Saved entries
BEGIN

impl Builder {
    fn new(width: usize) -> Self {
        Self {
            width,
            lines: Vec::new(),
            runs: Vec::new(),
            styles: vec![theme::PREVIEW_TEXT],
            quote_depth: 0,
            lists: Vec::new(),
            marker: None,
            in_code: false,
        }
    }

    fn style(&self) -> Style {
        self.styles.last().copied().unwrap_or(theme::PREVIEW_TEXT)
    }

    fn push_style(&mut self, f: impl FnOnce(Style) -> Style) {
        let next = f(self.style());
        self.styles.push(next);
    }

    fn pop_style(&mut self) {
        if self.styles.len() > 1 {
            self.styles.pop();
        }
    }

    fn text(&mut self, text: &str, style: Style) {
        self.runs.push(Run::new(text, style));
    }

    fn event(&mut self, event: Event<'_>) {
        match event {
            Event::Start(tag) => self.start(tag),
            Event::End(tag) => self.end(tag),
            Event::Text(text) if self.in_code => self.code_text(&text),
            Event::Text(text) => self.text(&text, self.style()),
            Event::Code(code) => self.text(&code, theme::PREVIEW_CODE),
            Event::Html(html) | Event::InlineHtml(html) => {
                self.text(html.trim_end(), theme::PREVIEW_HTML);
            }
            Event::SoftBreak => self.text(" ", self.style()),
            Event::HardBreak => self.flush(),
            Event::Rule => {
                self.flush();
                let avail = self.width.saturating_sub(self.prefix_width());
                let rule = RULE_CHAR.repeat(avail);
                self.emit(vec![Run::new(rule, theme::PREVIEW_RULE)], true);
                self.blank();
            }
            Event::TaskListMarker(done) => {
                let mark = if done { "[x] " } else { "[ ] " };
                self.text(mark, theme::PREVIEW_MARKER);
            }
            _ => {}
        }
    }

    fn start(&mut self, tag: Tag<'_>) {
        match tag {
            Tag::Heading { level, .. } => {
                self.flush();
                let level = heading_number(level);
                self.styles.push(theme::preview_heading(level));
                if level > 1 {
                    let hashes = format!("{} ", "#".repeat(usize::from(level)));
                    self.text(&hashes, theme::preview_heading(level));
                }
            }
            Tag::BlockQuote(_) => {
                self.flush();
                self.quote_depth += 1;
            }
            Tag::CodeBlock(kind) => {
                self.flush();
                self.in_code = true;
                if let CodeBlockKind::Fenced(lang) = kind {
                    if !lang.is_empty() {
                        let label = Run::new(lang.to_string(), theme::PREVIEW_HTML);
                        self.emit(vec![label], true);
                    }
                }
            }
            Tag::List(start) => {
                self.flush();
                self.lists.push(start);
            }
            Tag::Item => {
                self.flush();
                let marker = match self.lists.last_mut() {
                    Some(Some(n)) => {
                        let m = format!("{n}. ");
                        *n += 1;
                        m
                    }
                    _ => BULLET.to_owned(),
                };
                self.marker = Some(marker);
            }
            Tag::Emphasis => self.push_style(|s| s.attr(theme::PREVIEW_EMPHASIS)),
            Tag::Strong => self.push_style(|s| s.attr(theme::PREVIEW_STRONG)),
            Tag::Strikethrough => self.push_style(|s| s.attr(theme::PREVIEW_STRIKE)),
            Tag::Link { .. } | Tag::Image { .. } => self.styles.push(theme::PREVIEW_LINK),
            _ => {}
        }
    }

    fn end(&mut self, tag: TagEnd) {
        match tag {
            TagEnd::Paragraph => {
                self.flush();
                if self.lists.is_empty() {
                    self.blank();
                }
            }
            TagEnd::Heading(_) => {
                self.flush();
                self.pop_style();
                self.blank();
            }
            TagEnd::BlockQuote(_) => {
                self.flush();
                self.quote_depth = self.quote_depth.saturating_sub(1);
                self.blank();
            }
            TagEnd::CodeBlock => {
                self.in_code = false;
                self.blank();
            }
            TagEnd::List(_) => {
                self.flush();
                self.lists.pop();
                if self.lists.is_empty() {
                    self.blank();
                }
            }
            TagEnd::Item => {
                self.flush();
                self.marker = None;
            }
            TagEnd::Emphasis
            | TagEnd::Strong
            | TagEnd::Strikethrough
            | TagEnd::Link
            | TagEnd::Image => self.pop_style(),
            _ => {}
        }
    }

    /// Code block text: one preview line per source line, never wrapped.
    fn code_text(&mut self, text: &str) {
        for line in text.lines() {
            let runs = vec![Run::new(format!("  {line}"), theme::PREVIEW_CODE)];
            self.emit(runs, true);
        }
    }

    // ── Block output ────────────────────────────────────────────────────

    fn list_indent(&self) -> usize {
        self.lists.len().saturating_sub(1) * 2
    }

    fn marker_width(&self) -> usize {
        self.marker.as_deref().map_or(0, UnicodeWidthStr::width)
    }

    fn prefix_width(&self) -> usize {
        self.quote_depth * QUOTE_BAR.width() + self.list_indent() + self.marker_width()
    }

    /// Quote bars and list indent, plus the item marker on an item's first
    /// line or blanks of the same width after it.
    fn prefix(&mut self, first: bool) -> Vec<Run> {
        let mut runs = Vec::new();
        for _ in 0..self.quote_depth {
            runs.push(Run::new(QUOTE_BAR, theme::PREVIEW_QUOTE_BAR));
        }
        let indent = self.list_indent();
        if indent > 0 {
            runs.push(Run::new(" ".repeat(indent), theme::PREVIEW_TEXT));
        }
        if first {
            if let Some(marker) = self.marker.take() {
                let width = marker.width();
                runs.push(Run::new(marker, theme::PREVIEW_MARKER));
                // Later lines of the same item align under the text.
                self.marker = Some(" ".repeat(width));
            }
        } else if let Some(marker) = &self.marker {
            runs.push(Run::new(" ".repeat(marker.width()), theme::PREVIEW_TEXT));
        }
        runs
    }

    fn emit(&mut self, body: Vec<Run>, first: bool) {
        let mut runs = self.prefix(first);
        runs.extend(body);
        self.lines.push(PreviewLine { runs });
    }

    /// Wrap the collected inline runs into lines.
    fn flush(&mut self) {
        if self.runs.is_empty() {
            return;
        }
        let runs = std::mem::take(&mut self.runs);
        let avail = self.width.saturating_sub(self.prefix_width()).max(1);
        let mut first = true;
        for body in wrap(&runs, avail) {
            self.emit(body, first);
            first = false;
        }
    }

    /// One empty separator line, never two in a row or at the top.
    fn blank(&mut self) {
        if self.lines.last().is_some_and(|l| !l.is_blank()) {
            self.lines.push(PreviewLine::default());
        }
    }

    fn finish(mut self) -> Vec<PreviewLine> {
        self.flush();
        while self.lines.last().is_some_and(PreviewLine::is_blank) {
            self.lines.pop();
        }
        self.lines
    }
}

END

• [Prompt]:
Take the entries above and copy them exactly from the first line through the line with "let rule = RULE_CHAR.repeat(avail);"; leave out every line after it.

• [Solution for this exercise]:
impl Builder {
    fn new(width: usize) -> Self {
        Self {
            width,
            lines: Vec::new(),
            runs: Vec::new(),
            styles: vec![theme::PREVIEW_TEXT],
            quote_depth: 0,
            lists: Vec::new(),
            marker: None,
            in_code: false,
        }
    }

    fn style(&self) -> Style {
        self.styles.last().copied().unwrap_or(theme::PREVIEW_TEXT)
    }

    fn push_style(&mut self, f: impl FnOnce(Style) -> Style) {
        let next = f(self.style());
        self.styles.push(next);
    }

    fn pop_style(&mut self) {
        if self.styles.len() > 1 {
            self.styles.pop();
        }
    }

    fn text(&mut self, text: &str, style: Style) {
        self.runs.push(Run::new(text, style));
    }

    fn event(&mut self, event: Event<'_>) {
        match event {
            Event::Start(tag) => self.start(tag),
            Event::End(tag) => self.end(tag),
            Event::Text(text) if self.in_code => self.code_text(&text),
            Event::Text(text) => self.text(&text, self.style()),
            Event::Code(code) => self.text(&code, theme::PREVIEW_CODE),
            Event::Html(html) | Event::InlineHtml(html) => {
                self.text(html.trim_end(), theme::PREVIEW_HTML);
            }
            Event::SoftBreak => self.text(" ", self.style()),
            Event::HardBreak => self.flush(),
            Event::Rule => {
                self.flush();
                let avail = self.width.saturating_sub(self.prefix_width());
                let rule = RULE_CHAR.repeat(avail);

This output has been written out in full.